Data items
....
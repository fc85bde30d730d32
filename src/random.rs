//! Deterministic pseudo-random source for test-vector generation
//!
//! A 32-bit linear congruential generator. The sequence depends only on the
//! seed, so verification inputs are bit-for-bit identical on every platform.

/// Largest value returned by [`SeededRandom::random_int`]
pub const MAX_RAND: i32 = 0x7fff;

/// Seed used by the verification harness
pub const DEFAULT_SEED: u32 = 1_013_904_223;

/// Linear congruential generator, `seed = 69069 * seed + 1`
#[derive(Debug, Clone, PartialEq, Eq, Default)]
pub struct SeededRandom {
    seed: i32,
}

impl SeededRandom {
    pub const fn new(seed: u32) -> Self {
        Self { seed: seed as i32 }
    }

    /// Current generator state
    pub const fn seed(&self) -> u32 {
        self.seed as u32
    }

    #[inline]
    fn step(&mut self) -> i32 {
        self.seed = self.seed.wrapping_mul(69069).wrapping_add(1);
        self.seed
    }

    /// Integer in `[0, MAX_RAND]`
    #[inline]
    pub fn random_int(&mut self) -> i32 {
        self.step() & MAX_RAND
    }

    /// Integer in `[0, max)`; always 0 when `max` is 0
    #[inline]
    pub fn random_int_max(&mut self, max: i32) -> i32 {
        if max == 0 {
            return 0;
        }
        self.random_int() % max
    }

    /// Float in `[0, 1)`
    #[inline]
    pub fn random_float(&mut self) -> f32 {
        self.random_int() as f32 / (MAX_RAND + 1) as f32
    }

    /// Float in `[-1, 1)`
    #[inline]
    pub fn crandom_float(&mut self) -> f32 {
        2.0 * (self.random_float() - 0.5)
    }
}

#[cfg(test)]
mod tests {
    use super::*;

    #[test]
    fn test_first_values_from_zero_seed() {
        let mut rnd = SeededRandom::new(0);
        // 69069 * 0 + 1 = 1, then 69069 * 1 + 1 = 69070
        assert_eq!(rnd.random_int(), 1);
        assert_eq!(rnd.random_int(), 69070 & MAX_RAND);
        assert_eq!(rnd.seed(), 69070);
    }

    #[test]
    fn test_step_wraps_like_i32() {
        let mut rnd = SeededRandom::new(DEFAULT_SEED);
        let expected = (DEFAULT_SEED as i32).wrapping_mul(69069).wrapping_add(1);
        rnd.random_int();
        assert_eq!(rnd.seed(), expected as u32);
    }

    #[test]
    fn test_same_seed_same_sequence() {
        let mut a = SeededRandom::new(DEFAULT_SEED);
        let mut b = SeededRandom::new(DEFAULT_SEED);
        for _ in 0..1000 {
            assert_eq!(a.crandom_float().to_bits(), b.crandom_float().to_bits());
        }
    }

    #[test]
    fn test_ranges() {
        let mut rnd = SeededRandom::new(7);
        for _ in 0..10_000 {
            let i = rnd.random_int();
            assert!((0..=MAX_RAND).contains(&i));
            let f = rnd.random_float();
            assert!((0.0..1.0).contains(&f));
            let c = rnd.crandom_float();
            assert!((-1.0..1.0).contains(&c));
            let m = rnd.random_int_max(10);
            assert!((0..10).contains(&m));
        }
    }

    #[test]
    fn test_random_int_max_zero_does_not_advance() {
        let mut rnd = SeededRandom::new(42);
        assert_eq!(rnd.random_int_max(0), 0);
        assert_eq!(rnd.seed(), 42);
    }
}
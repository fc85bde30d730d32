//! Small fixed-size vectors and planes

use std::ops::{Add, AddAssign, Index, IndexMut, Mul, Neg, Sub, SubAssign};

/// Two-component vector (texture coordinates)
#[derive(Debug, Clone, Copy, Default, PartialEq)]
#[repr(C)]
pub struct Vec2 {
    pub x: f32,
    pub y: f32,
}

impl Vec2 {
    #[inline]
    pub const fn new(x: f32, y: f32) -> Self {
        Self { x, y }
    }

    /// Component-wise comparison within `epsilon`
    pub fn compare(&self, other: &Self, epsilon: f32) -> bool {
        (self.x - other.x).abs() <= epsilon && (self.y - other.y).abs() <= epsilon
    }
}

/// Three-component vector
#[derive(Debug, Clone, Copy, Default, PartialEq)]
#[repr(C)]
pub struct Vec3 {
    pub x: f32,
    pub y: f32,
    pub z: f32,
}

impl Vec3 {
    pub const ZERO: Self = Self::new(0.0, 0.0, 0.0);

    #[inline]
    pub const fn new(x: f32, y: f32, z: f32) -> Self {
        Self { x, y, z }
    }

    #[inline]
    pub fn dot(&self, other: &Self) -> f32 {
        self.x * other.x + self.y * other.y + self.z * other.z
    }

    #[inline]
    pub fn cross(&self, other: &Self) -> Self {
        Self::new(
            self.y * other.z - self.z * other.y,
            self.z * other.x - self.x * other.z,
            self.x * other.y - self.y * other.x,
        )
    }

    #[inline]
    pub fn length_squared(&self) -> f32 {
        self.dot(self)
    }

    #[inline]
    pub fn length(&self) -> f32 {
        self.length_squared().sqrt()
    }

    /// Unit-length copy; the zero vector stays zero
    pub fn normalized(&self) -> Self {
        let len_sq = self.length_squared();
        if len_sq == 0.0 {
            return *self;
        }
        *self * (1.0 / len_sq.sqrt())
    }

    /// Linear interpolation, clamped to the endpoints outside `[0, 1]`
    pub fn lerp(&self, to: &Self, t: f32) -> Self {
        if t <= 0.0 {
            *self
        } else if t >= 1.0 {
            *to
        } else {
            *self + (*to - *self) * t
        }
    }

    /// Component-wise comparison within `epsilon`
    pub fn compare(&self, other: &Self, epsilon: f32) -> bool {
        (self.x - other.x).abs() <= epsilon
            && (self.y - other.y).abs() <= epsilon
            && (self.z - other.z).abs() <= epsilon
    }
}

impl Add for Vec3 {
    type Output = Self;
    #[inline]
    fn add(self, rhs: Self) -> Self {
        Self::new(self.x + rhs.x, self.y + rhs.y, self.z + rhs.z)
    }
}

impl AddAssign for Vec3 {
    #[inline]
    fn add_assign(&mut self, rhs: Self) {
        *self = *self + rhs;
    }
}

impl Sub for Vec3 {
    type Output = Self;
    #[inline]
    fn sub(self, rhs: Self) -> Self {
        Self::new(self.x - rhs.x, self.y - rhs.y, self.z - rhs.z)
    }
}

impl SubAssign for Vec3 {
    #[inline]
    fn sub_assign(&mut self, rhs: Self) {
        *self = *self - rhs;
    }
}

impl Mul<f32> for Vec3 {
    type Output = Self;
    #[inline]
    fn mul(self, s: f32) -> Self {
        Self::new(self.x * s, self.y * s, self.z * s)
    }
}

impl Neg for Vec3 {
    type Output = Self;
    #[inline]
    fn neg(self) -> Self {
        Self::new(-self.x, -self.y, -self.z)
    }
}

impl Index<usize> for Vec3 {
    type Output = f32;
    fn index(&self, i: usize) -> &f32 {
        match i {
            0 => &self.x,
            1 => &self.y,
            2 => &self.z,
            _ => panic!("Vec3 index out of range: {i}"),
        }
    }
}

impl IndexMut<usize> for Vec3 {
    fn index_mut(&mut self, i: usize) -> &mut f32 {
        match i {
            0 => &mut self.x,
            1 => &mut self.y,
            2 => &mut self.z,
            _ => panic!("Vec3 index out of range: {i}"),
        }
    }
}

/// Four-component vector (skinning weights, shadow cache entries)
#[derive(Debug, Clone, Copy, Default, PartialEq)]
#[repr(C)]
pub struct Vec4 {
    pub x: f32,
    pub y: f32,
    pub z: f32,
    pub w: f32,
}

impl Vec4 {
    #[inline]
    pub const fn new(x: f32, y: f32, z: f32, w: f32) -> Self {
        Self { x, y, z, w }
    }

    #[inline]
    pub const fn from_vec3(v: Vec3, w: f32) -> Self {
        Self::new(v.x, v.y, v.z, w)
    }

    #[inline]
    pub const fn xyz(&self) -> Vec3 {
        Vec3::new(self.x, self.y, self.z)
    }

    /// Component-wise comparison within `epsilon`
    pub fn compare(&self, other: &Self, epsilon: f32) -> bool {
        (self.x - other.x).abs() <= epsilon
            && (self.y - other.y).abs() <= epsilon
            && (self.z - other.z).abs() <= epsilon
            && (self.w - other.w).abs() <= epsilon
    }
}

/// Plane `a*x + b*y + c*z + d = 0`
#[derive(Debug, Clone, Copy, Default, PartialEq)]
#[repr(C)]
pub struct Plane {
    pub a: f32,
    pub b: f32,
    pub c: f32,
    pub d: f32,
}

impl Plane {
    #[inline]
    pub const fn new(a: f32, b: f32, c: f32, d: f32) -> Self {
        Self { a, b, c, d }
    }

    #[inline]
    pub const fn from_normal(normal: Vec3, d: f32) -> Self {
        Self::new(normal.x, normal.y, normal.z, d)
    }

    #[inline]
    pub const fn normal(&self) -> Vec3 {
        Vec3::new(self.a, self.b, self.c)
    }

    /// Signed distance of `v` from the plane
    #[inline]
    pub fn distance(&self, v: &Vec3) -> f32 {
        self.a * v.x + self.b * v.y + self.c * v.z + self.d
    }

    /// Move the plane along its normal so it passes through `p`
    #[inline]
    pub fn fit_through_point(&mut self, p: &Vec3) {
        self.d = -self.normal().dot(p);
    }

    /// Compare normals within `normal_eps` and offsets within `dist_eps`
    pub fn compare(&self, other: &Self, normal_eps: f32, dist_eps: f32) -> bool {
        self.normal().compare(&other.normal(), normal_eps) && (self.d - other.d).abs() <= dist_eps
    }
}

#[cfg(test)]
mod tests {
    use super::*;

    #[test]
    fn test_cross_follows_right_hand_rule() {
        let x = Vec3::new(1.0, 0.0, 0.0);
        let y = Vec3::new(0.0, 1.0, 0.0);
        assert_eq!(x.cross(&y), Vec3::new(0.0, 0.0, 1.0));
    }

    #[test]
    fn test_normalized_zero_is_zero() {
        assert_eq!(Vec3::ZERO.normalized(), Vec3::ZERO);
        let n = Vec3::new(3.0, 0.0, 4.0).normalized();
        assert!((n.length() - 1.0).abs() < 1e-6);
    }

    #[test]
    fn test_lerp_clamps_endpoints() {
        let a = Vec3::new(0.0, 0.0, 0.0);
        let b = Vec3::new(10.0, -10.0, 2.0);
        assert_eq!(a.lerp(&b, -1.0), a);
        assert_eq!(a.lerp(&b, 2.0), b);
        assert!(a.lerp(&b, 0.5).compare(&Vec3::new(5.0, -5.0, 1.0), 1e-6));
    }

    #[test]
    fn test_plane_distance_and_fit() {
        let mut p = Plane::from_normal(Vec3::new(0.0, 0.0, 1.0), 0.0);
        p.fit_through_point(&Vec3::new(1.0, 2.0, 3.0));
        assert_eq!(p.d, -3.0);
        assert_eq!(p.distance(&Vec3::new(7.0, 7.0, 5.0)), 2.0);
    }

    #[test]
    fn test_plane_compare_uses_separate_epsilons() {
        let p = Plane::new(0.0, 1.0, 0.0, 5.0);
        let q = Plane::new(0.05, 1.0, 0.0, 5.5);
        assert!(p.compare(&q, 0.1, 1.0));
        assert!(!p.compare(&q, 0.01, 1.0));
        assert!(!p.compare(&q, 0.1, 0.1));
    }

    #[test]
    fn test_vec3_index() {
        let mut v = Vec3::new(1.0, 2.0, 3.0);
        v[2] = 9.0;
        assert_eq!(v[0] + v[1] + v[2], 12.0);
    }
}
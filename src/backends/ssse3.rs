//! SSSE3 kernels (x86_64, byte shuffles)
//!
//! `pshufb` pulls the red and green bytes of four RGBA pixels out of one row in
//! a single instruction, which is the expensive part of RGTC compression.
//! Blocks touching the right or bottom edge need clamped pixel addresses and go
//! through the scalar gather instead.
//!
//! # Safety
//!
//! Requires SSSE3 (and the SSE2 it implies). Each 16-byte row load reads from a
//! checked 16-byte subslice.

#[cfg(target_arch = "x86_64")]
use std::arch::x86_64::*;

use super::generic;
use super::sse2::compress_blocks;

/// SSSE3 backend (128-bit SIMD with byte shuffles)
pub struct Ssse3Backend;

impl Ssse3Backend {
    #[target_feature(enable = "ssse3")]
    pub unsafe fn compress_rgtc_from_rgba8(
        src: &[u8],
        width: usize,
        height: usize,
        stride: usize,
        dst: &mut [u8],
    ) {
        compress_blocks(width, height, dst, |bx, by, red, green| {
            if bx * 4 + 4 <= width && by * 4 + 4 <= height {
                gather_interior(src, stride, bx, by, red, green);
            } else {
                generic::gather_block(src, width, height, stride, bx, by, red, green);
            }
        });
    }
}

/// Red and green of a block that lies fully inside the image
#[inline]
#[target_feature(enable = "ssse3")]
unsafe fn gather_interior(
    src: &[u8],
    stride: usize,
    bx: usize,
    by: usize,
    red: &mut [u8; 16],
    green: &mut [u8; 16],
) {
    // bytes 0..4 <- R of pixels 0..4, bytes 4..8 <- G, the rest zeroed
    let select = _mm_setr_epi8(0, 4, 8, 12, 1, 5, 9, 13, -1, -1, -1, -1, -1, -1, -1, -1);

    let mut rows = [_mm_setzero_si128(); 4];
    for (y, row) in rows.iter_mut().enumerate() {
        let offset = (by * 4 + y) * stride + bx * 16;
        let bytes = &src[offset..offset + 16];
        *row = _mm_shuffle_epi8(_mm_loadu_si128(bytes.as_ptr().cast()), select);
    }

    let top = _mm_unpacklo_epi32(rows[0], rows[1]);
    let bottom = _mm_unpacklo_epi32(rows[2], rows[3]);
    _mm_storeu_si128(red.as_mut_ptr().cast(), _mm_unpacklo_epi64(top, bottom));
    _mm_storeu_si128(green.as_mut_ptr().cast(), _mm_unpackhi_epi64(top, bottom));
}

#[cfg(test)]
mod tests {
    use super::*;

    #[test]
    fn test_interior_gather_matches_scalar() {
        if !is_x86_feature_detected!("ssse3") {
            return;
        }
        let (w, h, stride) = (8, 8, 8 * 4 + 12);
        let src: Vec<u8> = (0..stride * h).map(|i| (i * 7 % 251) as u8).collect();
        let (mut r0, mut g0, mut r1, mut g1) = ([0u8; 16], [0u8; 16], [0u8; 16], [0u8; 16]);
        unsafe {
            gather_interior(&src, stride, 1, 1, &mut r0, &mut g0);
        }
        generic::gather_block(&src, w, h, stride, 1, 1, &mut r1, &mut g1);
        assert_eq!(r0, r1);
        assert_eq!(g0, g1);
    }
}
/// Smoothed tangent space, summed over the triangles sharing each vertex
///
/// The first triangle touching a vertex overwrites its normal and tangents,
/// later ones add to them. Results are not renormalized. One plane per
/// triangle is written to `planes`.
pub fn derive_tangents(planes: &mut [Plane], verts: &mut [DrawVert], indexes: &[u32]) {
    let mut used = vec![false; verts.len()];

    for (plane, tri) in planes.iter_mut().zip(indexes.chunks_exact(3)) {
        let [i0, i1, i2] = tri_indices(tri);
        let (a, b, c) = (verts[i0], verts[i1], verts[i2]);

        let d0 = b.xyz - a.xyz;
        let d1 = c.xyz - a.xyz;
        let (ds0, dt0) = (b.st.x - a.st.x, b.st.y - a.st.y);
        let (ds1, dt1) = (c.st.x - a.st.x, c.st.y - a.st.y);

        let n = d1.cross(&d0).normalized();
        *plane = Plane::from_normal(n, 0.0);
        plane.fit_through_point(&a.xyz);

        let area = ds0 * dt1 - dt0 * ds1;
        let orient = if area.is_sign_negative() { -1.0 } else { 1.0 };

        let t0 = (d0 * dt1 - d1 * dt0).normalized() * orient;
        let t1 = (d1 * ds0 - d0 * ds1).normalized() * orient;

        for i in [i0, i1, i2] {
            let v = &mut verts[i];
            if used[i] {
                v.normal += n;
                v.tangents[0] += t0;
                v.tangents[1] += t1;
            } else {
                v.normal = n;
                v.tangents = [t0, t1];
                used[i] = true;
            }
        }
    }
}

/// Tangent space from each vertex's dominant triangle, pre-scaled
pub fn derive_unsmoothed_tangents(verts: &mut [DrawVert], dominant_tris: &[DominantTri]) {
    let dominant_tris = &dominant_tris[..verts.len()];
    for (i, dt) in dominant_tris.iter().enumerate() {
        let a = verts[i];
        let b = verts[dt.v2 as usize];
        let c = verts[dt.v3 as usize];

        let d0 = b.xyz - a.xyz;
        let d1 = c.xyz - a.xyz;
        let (ds0, dt0) = (b.st.x - a.st.x, b.st.y - a.st.y);
        let (ds1, dt1) = (c.st.x - a.st.x, c.st.y - a.st.y);
        let [s0, s1, s2] = dt.normalization_scale;

        let v = &mut verts[i];
        v.normal = d1.cross(&d0) * s2;
        v.tangents[0] = (d0 * dt1 - d1 * dt0) * s0;
        v.tangents[1] = (d1 * ds0 - d0 * ds1) * s1;
    }
}

/// Normalize the normal and Gram-Schmidt both tangents against it
///
/// Only `normal` and `tangents` are written.
pub fn normalize_tangents(verts: &mut [DrawVert]) {
    for v in verts.iter_mut() {
        let n = v.normal.normalized();
        v.normal = n;
        for t in v.tangents.iter_mut() {
            *t -= n * t.dot(&n);
            *t = t.normalized();
        }
    }
}

// ---------------------------------------------------------------------------
// Shadow volumes
// ---------------------------------------------------------------------------

/// Emit `(xyz, 1)` and `(xyz - light, 0)` for every vertex whose remap is 0
///
/// The remap entry of an emitted vertex becomes its cache index; any other
/// remap value (the `-1` sentinel included) is skipped and left as is. Returns
/// the number of cache entries written.
pub fn create_shadow_cache(
    vertex_cache: &mut [Vec4],
    vert_remap: &mut [i32],
    light_origin: &Vec3,
    verts: &[DrawVert],
) -> usize {
    let mut out = 0;
    for (remap, v) in vert_remap[..verts.len()].iter_mut().zip(verts) {
        if *remap != 0 {
            continue;
        }
        vertex_cache[out] = Vec4::from_vec3(v.xyz, 1.0);
        vertex_cache[out + 1] = Vec4::new(
            v.xyz.x - light_origin.x,
            v.xyz.y - light_origin.y,
            v.xyz.z - light_origin.z,
            0.0,
        );
        *remap = out as i32;
        out += 2;
    }
    out
}

/// Emit `(xyz, 1)` and `(xyz, 0)` for every vertex; returns `2 * verts.len()`
pub fn create_vertex_program_shadow_cache(vertex_cache: &mut [Vec4], verts: &[DrawVert]) -> usize {
    let cache = &mut vertex_cache[..verts.len() * 2];
    for (pair, v) in cache.chunks_exact_mut(2).zip(verts) {
        pair[0] = Vec4::from_vec3(v.xyz, 1.0);
        pair[1] = Vec4::from_vec3(v.xyz, 0.0);
    }
    verts.len() * 2
}

// ---------------------------------------------------------------------------
// Texture compression
// ---------------------------------------------------------------------------

/// Bytes per compressed 4x4 block (red block, then green block)
pub const RGTC_BLOCK_BYTES: usize = 16;

/// Output size of [`compress_rgtc_from_rgba8`] for a `width x height` image
pub const fn rgtc_compressed_size(width: usize, height: usize) -> usize {
    width.div_ceil(4) * height.div_ceil(4) * RGTC_BLOCK_BYTES
}

/// Red and green channels of block `(bx, by)`, edge pixels clamped
pub(crate) fn gather_block(
    src: &[u8],
    width: usize,
    height: usize,
    stride: usize,
    bx: usize,
    by: usize,
    red: &mut [u8; 16],
    green: &mut [u8; 16],
) {
    for y in 0..4 {
        let py = (by * 4 + y).min(height - 1);
        for x in 0..4 {
            let px = (bx * 4 + x).min(width - 1);
            let offset = py * stride + px * 4;
            red[y * 4 + x] = src[offset];
            green[y * 4 + x] = src[offset + 1];
        }
    }
}

/// Write one BC4-style channel block given its precomputed range
///
/// Layout: `max`, `min`, then 16 little-endian 3-bit indices. Index 0 selects
/// `max`, 1 selects `min`, 2..=7 the interpolated steps from `max` down.
pub(crate) fn encode_channel(values: &[u8; 16], lo: u8, hi: u8, out: &mut [u8]) {
    out[0] = hi;
    out[1] = lo;
    let mut bits = 0u64;
    if hi > lo {
        let range = (hi - lo) as u32;
        for (k, &v) in values.iter().enumerate() {
            let pos = ((v - lo) as u32 * 14 + range) / (2 * range);
            let code = match pos {
                7 => 0,
                0 => 1,
                p => 8 - p,
            } as u64;
            bits |= code << (3 * k);
        }
    }
    out[2..8].copy_from_slice(&bits.to_le_bytes()[..6]);
}

#[inline]
fn channel_range(values: &[u8; 16]) -> (u8, u8) {
    let lo = values.iter().copied().min().unwrap_or(0);
    let hi = values.iter().copied().max().unwrap_or(0);
    (lo, hi)
}

/// Compress the red and green channels of an RGBA8 image to RGTC2 / BC5
///
/// `stride` is the byte distance between rows. `dst` must hold at least
/// [`rgtc_compressed_size`] bytes.
pub fn compress_rgtc_from_rgba8(
    src: &[u8],
    width: usize,
    height: usize,
    stride: usize,
    dst: &mut [u8],
) {
    let blocks_x = width.div_ceil(4);
    let blocks_y = height.div_ceil(4);
    let mut red = [0u8; 16];
    let mut green = [0u8; 16];

    for by in 0..blocks_y {
        for bx in 0..blocks_x {
            gather_block(src, width, height, stride, bx, by, &mut red, &mut green);
            let out = &mut dst[(by * blocks_x + bx) * RGTC_BLOCK_BYTES..][..RGTC_BLOCK_BYTES];
            let (lo, hi) = channel_range(&red);
            encode_channel(&red, lo, hi, &mut out[..8]);
            let (lo, hi) = channel_range(&green);
            encode_channel(&green, lo, hi, &mut out[8..]);
        }
    }
}

// ---------------------------------------------------------------------------
// Audio
// ---------------------------------------------------------------------------

/// Replicate 16-bit PCM frames up to 44.1 kHz as floats
///
/// `pcm.len()` counts interleaved samples.
pub fn up_sample_pcm_to_44khz(dest: &mut [f32], pcm: &[i16], rate: SampleRate, channels: Channels) {
    let f = rate.factor();
    match channels {
        Channels::Mono => {
            for (i, &s) in pcm.iter().enumerate() {
                dest[i * f..(i + 1) * f].fill(s as f32);
            }
        }
        Channels::Stereo => {
            for (i, frame) in pcm.chunks_exact(2).enumerate() {
                for k in 0..f {
                    let o = (i * f + k) * 2;
                    dest[o] = frame[0] as f32;
                    dest[o + 1] = frame[1] as f32;
                }
            }
        }
    }
}

/// Replicate decoded float frames up to 44.1 kHz, scaled to the 16-bit range
///
/// `ogg` holds one slice per channel. `num_samples` counts interleaved samples,
/// so a stereo source reads `num_samples / 2` frames from each channel.
pub fn up_sample_ogg_to_44khz(
    dest: &mut [f32],
    ogg: &[&[f32]],
    num_samples: usize,
    rate: SampleRate,
    channels: Channels,
) {
    let f = rate.factor();
    match channels {
        Channels::Mono => {
            for (i, &s) in ogg[0][..num_samples].iter().enumerate() {
                dest[i * f..(i + 1) * f].fill(s * 32768.0);
            }
        }
        Channels::Stereo => {
            let frames = num_samples / 2;
            for (i, (&l, &r)) in ogg[0][..frames].iter().zip(&ogg[1][..frames]).enumerate() {
                for k in 0..f {
                    let o = (i * f + k) * 2;
                    dest[o] = l * 32768.0;
                    dest[o + 1] = r * 32768.0;
                }
            }
        }
    }
}

#[inline]
fn ramp<const N: usize>(last: &[f32; N], current: &[f32; N], num_samples: usize) -> [f32; N] {
    let mut inc = [0.0f32; N];
    for k in 0..N {
        inc[k] = (current[k] - last[k]) / num_samples as f32;
    }
    inc
}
....
# [YOUR ASSIGNMENT]
All that should be written out is the stretch of lines above between the one holding "for (i, dt)" and the one holding "for every vertex;", inclusive, exactly as given.

# [EXERCISE RESPONSE]
    for (i, dt) in dominant_tris.iter().enumerate() {
        let a = verts[i];
        let b = verts[dt.v2 as usize];
        let c = verts[dt.v3 as usize];

        let d0 = b.xyz - a.xyz;
        let d1 = c.xyz - a.xyz;
        let (ds0, dt0) = (b.st.x - a.st.x, b.st.y - a.st.y);
        let (ds1, dt1) = (c.st.x - a.st.x, c.st.y - a.st.y);
        let [s0, s1, s2] = dt.normalization_scale;

        let v = &mut verts[i];
        v.normal = d1.cross(&d0) * s2;
        v.tangents[0] = (d0 * dt1 - d1 * dt0) * s0;
        v.tangents[1] = (d1 * ds0 - d0 * ds1) * s1;
    }
}

/// Normalize the normal and Gram-Schmidt both tangents against it
///
/// Only `normal` and `tangents` are written.
pub fn normalize_tangents(verts: &mut [DrawVert]) {
    for v in verts.iter_mut() {
        let n = v.normal.normalized();
        v.normal = n;
        for t in v.tangents.iter_mut() {
            *t -= n * t.dot(&n);
            *t = t.normalized();
        }
    }
}

// ---------------------------------------------------------------------------
// Shadow volumes
// ---------------------------------------------------------------------------

/// Emit `(xyz, 1)` and `(xyz - light, 0)` for every vertex whose remap is 0
///
/// The remap entry of an emitted vertex becomes its cache index; any other
/// remap value (the `-1` sentinel included) is skipped and left as is. Returns
/// the number of cache entries written.
pub fn create_shadow_cache(
    vertex_cache: &mut [Vec4],
    vert_remap: &mut [i32],
    light_origin: &Vec3,
    verts: &[DrawVert],
) -> usize {
    let mut out = 0;
    for (remap, v) in vert_remap[..verts.len()].iter_mut().zip(verts) {
        if *remap != 0 {
            continue;
        }
        vertex_cache[out] = Vec4::from_vec3(v.xyz, 1.0);
        vertex_cache[out + 1] = Vec4::new(
            v.xyz.x - light_origin.x,
            v.xyz.y - light_origin.y,
            v.xyz.z - light_origin.z,
            0.0,
        );
        *remap = out as i32;
        out += 2;
    }
    out
}

/// Emit `(xyz, 1)` and `(xyz, 0)` for every vertex; returns `2 * verts.len()`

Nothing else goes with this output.